_PROBLEM REQUIREMENTS_
Verbatim output required. Print the data in full.
##### DATA EXCERPTS
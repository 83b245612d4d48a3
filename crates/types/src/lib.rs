//! Core types for the machine-repair simulation.
//!
//! This crate holds the plain data shared between the simulation engine and
//! anything that drives or inspects it:
//!
//! - [`Event`] / [`EventKind`]: scheduled occurrences that drive the engine
//! - [`Snapshot`]: a read-only record of the observable state after an event
//! - [`SimTime`]: simulated time, a non-negative real

mod event;
mod snapshot;
mod time;

pub use event::{Event, EventKind};
pub use snapshot::Snapshot;
pub use time::{is_valid_duration, SimTime};
//! Simulated time.

/// Simulated time in arbitrary units (hours, days, ...), measured from the
/// start of a run.
pub type SimTime = f64;

/// Check whether a value is usable as a duration or timestamp.
///
/// Negative, NaN and infinite values would corrupt the time order of the
/// event queue, so they are rejected everywhere a time enters the engine.
pub fn is_valid_duration(value: f64) -> bool {
    value.is_finite() && value >= 0.0
}
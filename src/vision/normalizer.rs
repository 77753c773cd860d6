// Copyright (c) 2025 Fabstir
// SPDX-License-Identifier: BUSL-1.1
//! Image normalization
//!
//! Every caption backend accepts images in several shapes (decoded images,
//! file paths, URLs, raw pixel arrays, channel-first tensors) and converts
//! them to one canonical `RgbImage` before preprocessing. Network fetches are
//! never cached: normalizing the same URL twice downloads it twice.

use futures::future::join_all;
use image::{DynamicImage, GrayImage, RgbImage, RgbaImage};
use ndarray::{Array2, Array3};
use reqwest::Client;
use serde_json::Value;
use std::path::PathBuf;
use std::time::Duration;
use tracing::debug;

use super::image_utils::{decode_bytes, decode_data_url, is_data_url, DecodeError, MAX_ENCODED_BYTES};
use crate::config::Options;
use crate::error::{Result, VqaError};

/// Supported image representations
#[derive(Debug, Clone)]
pub enum ImageInput {
    /// An already-decoded image in any color type
    Decoded(DynamicImage),
    /// Local file path
    Path(PathBuf),
    /// Remote `http`/`https` location
    Url(String),
    /// Encoded file bytes (PNG, JPEG, ...)
    Encoded(Vec<u8>),
    /// Grayscale pixel grid `(height, width)`
    Gray(Array2<u8>),
    /// Channel-last pixel grid `(height, width, channels)` with 1, 3 or 4 channels
    Pixels(Array3<u8>),
    /// Channel-first tensor `(3, height, width)` in byte range
    ChannelFirst(Array3<f32>),
}

impl ImageInput {
    /// Short name of the variant, used in logs
    pub fn kind(&self) -> &'static str {
        match self {
            Self::Decoded(_) => "decoded",
            Self::Path(_) => "path",
            Self::Url(_) => "url",
            Self::Encoded(_) => "encoded",
            Self::Gray(_) => "gray",
            Self::Pixels(_) => "pixels",
            Self::ChannelFirst(_) => "channel_first",
        }
    }

    /// Classify a string: `http` prefix or an inline `data:image/` URL is a
    /// URL, anything else is a local path
    pub fn from_location(s: &str) -> Self {
        if s.starts_with("http") || is_data_url(s) {
            Self::Url(s.to_string())
        } else {
            Self::Path(PathBuf::from(s))
        }
    }
}

impl std::str::FromStr for ImageInput {
    type Err = std::convert::Infallible;

    fn from_str(s: &str) -> std::result::Result<Self, Self::Err> {
        Ok(Self::from_location(s))
    }
}

impl From<&str> for ImageInput {
    fn from(s: &str) -> Self {
        Self::from_location(s)
    }
}

impl From<String> for ImageInput {
    fn from(s: String) -> Self {
        Self::from_location(&s)
    }
}

impl From<PathBuf> for ImageInput {
    fn from(path: PathBuf) -> Self {
        Self::Path(path)
    }
}

impl From<DynamicImage> for ImageInput {
    fn from(image: DynamicImage) -> Self {
        Self::Decoded(image)
    }
}

impl From<RgbImage> for ImageInput {
    fn from(image: RgbImage) -> Self {
        Self::Decoded(DynamicImage::ImageRgb8(image))
    }
}

impl From<Array3<u8>> for ImageInput {
    fn from(pixels: Array3<u8>) -> Self {
        Self::Pixels(pixels)
    }
}

impl From<Array3<f32>> for ImageInput {
    fn from(tensor: Array3<f32>) -> Self {
        Self::ChannelFirst(tensor)
    }
}

impl TryFrom<&Value> for ImageInput {
    type Error = VqaError;

    /// Interpret the `image` field of a dataset record
    ///
    /// Strings follow the location rule, nested numeric arrays of rank 2 or 3
    /// are pixel grids. Everything else is unsupported.
    fn try_from(value: &Value) -> Result<Self> {
        match value {
            Value::String(s) => Ok(Self::from_location(s)),
            Value::Array(_) => json_pixels(value),
            Value::Null => Err(VqaError::UnsupportedInputType("null".to_string())),
            Value::Bool(_) => Err(VqaError::UnsupportedInputType("bool".to_string())),
            Value::Number(_) => Err(VqaError::UnsupportedInputType("number".to_string())),
            Value::Object(_) => Err(VqaError::UnsupportedInputType("object".to_string())),
        }
    }
}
##########
_ANSWER BOX_
repository 83b245612d4d48a3
filename crates/types/src/lib.rs
//! Core types for the machine-repair simulation.
//!
//! This crate holds the plain data shared between the simulation engine and
//! anything that drives or inspects it:
//!
//! - [`Event`] / [`EventKind`]: scheduled occurrences that drive the engine
//! - [`Snapshot`]: a read-only record of the observable state after an event
//! - [`SimTime`]: simulated time, a non-negative real

mod event;
mod snapshot;
mod time;

pub use event::{Event, EventKind};
pub use snapshot::Snapshot;
pub use time::{is_valid_duration, SimTime};
//! Simulated time.

/// Simulated time in arbitrary units (hours, days, ...), measured from the
/// start of a run.
pub type SimTime = f64;

/// Check whether a value is usable as a duration or timestamp.
///
/// Negative, NaN and infinite values would corrupt the time order of the
/// event queue, so they are rejected everywhere a time enters the engine.
pub fn is_valid_duration(value: f64) -> bool {
    value.is_finite() && value >= 0.0
}
filename src/vision/normalizer.rs
repository 77753c773cd860d6
// Copyright (c) 2025 Fabstir
// SPDX-License-Identifier: BUSL-1.1
//! Image normalization
//!
//! Every caption backend accepts images in several shapes (decoded images,
//! file paths, URLs, raw pixel arrays, channel-first tensors) and converts
//! them to one canonical `RgbImage` before preprocessing. Network fetches are
//! never cached: normalizing the same URL twice downloads it twice.

use futures::future::join_all;
use image::{DynamicImage, GrayImage, RgbImage, RgbaImage};
use ndarray::{Array2, Array3};
use reqwest::Client;
use serde_json::Value;
use std::path::PathBuf;
use std::time::Duration;
use tracing::debug;

use super::image_utils::{decode_bytes, decode_data_url, is_data_url, DecodeError, MAX_ENCODED_BYTES};
use crate::config::Options;
use crate::error::{Result, VqaError};

/// Supported image representations
#[derive(Debug, Clone)]
pub enum ImageInput {
    /// An already-decoded image in any color type
    Decoded(DynamicImage),
    /// Local file path
    Path(PathBuf),
    /// Remote `http`/`https` location
    Url(String),
    /// Encoded file bytes (PNG, JPEG, ...)
    Encoded(Vec<u8>),
    /// Grayscale pixel grid `(height, width)`
    Gray(Array2<u8>),
    /// Channel-last pixel grid `(height, width, channels)` with 1, 3 or 4 channels
    Pixels(Array3<u8>),
    /// Channel-first tensor `(3, height, width)` in byte range
    ChannelFirst(Array3<f32>),
}

impl ImageInput {
    /// Short name of the variant, used in logs
    pub fn kind(&self) -> &'static str {
        match self {
            Self::Decoded(_) => "decoded",
            Self::Path(_) => "path",
            Self::Url(_) => "url",
            Self::Encoded(_) => "encoded",
            Self::Gray(_) => "gray",
            Self::Pixels(_) => "pixels",
            Self::ChannelFirst(_) => "channel_first",
        }
    }

    /// Classify a string: `http` prefix or an inline `data:image/` URL is a
    /// URL, anything else is a local path
    pub fn from_location(s: &str) -> Self {
        if s.starts_with("http") || is_data_url(s) {
            Self::Url(s.to_string())
        } else {
            Self::Path(PathBuf::from(s))
        }
    }
}

impl std::str::FromStr for ImageInput {
    type Err = std::convert::Infallible;

    fn from_str(s: &str) -> std::result::Result<Self, Self::Err> {
        Ok(Self::from_location(s))
    }
}

impl From<&str> for ImageInput {
    fn from(s: &str) -> Self {
        Self::from_location(s)
    }
}

impl From<String> for ImageInput {
    fn from(s: String) -> Self {
        Self::from_location(&s)
    }
}

impl From<PathBuf> for ImageInput {
    fn from(path: PathBuf) -> Self {
        Self::Path(path)
    }
}

impl From<DynamicImage> for ImageInput {
    fn from(image: DynamicImage) -> Self {
        Self::Decoded(image)
    }
}

impl From<RgbImage> for ImageInput {
    fn from(image: RgbImage) -> Self {
        Self::Decoded(DynamicImage::ImageRgb8(image))
    }
}

impl From<Array3<u8>> for ImageInput {
    fn from(pixels: Array3<u8>) -> Self {
        Self::Pixels(pixels)
    }
}

impl From<Array3<f32>> for ImageInput {
    fn from(tensor: Array3<f32>) -> Self {
        Self::ChannelFirst(tensor)
    }
}

impl TryFrom<&Value> for ImageInput {
    type Error = VqaError;

    /// Interpret the `image` field of a dataset record
    ///
    /// Strings follow the location rule, nested numeric arrays of rank 2 or 3
    /// are pixel grids. Everything else is unsupported.
    fn try_from(value: &Value) -> Result<Self> {
        match value {
            Value::String(s) => Ok(Self::from_location(s)),
            Value::Array(_) => json_pixels(value),
            Value::Null => Err(VqaError::UnsupportedInputType("null".to_string())),
            Value::Bool(_) => Err(VqaError::UnsupportedInputType("bool".to_string())),
            Value::Number(_) => Err(VqaError::UnsupportedInputType("number".to_string())),
            Value::Object(_) => Err(VqaError::UnsupportedInputType("object".to_string())),
        }
    }
}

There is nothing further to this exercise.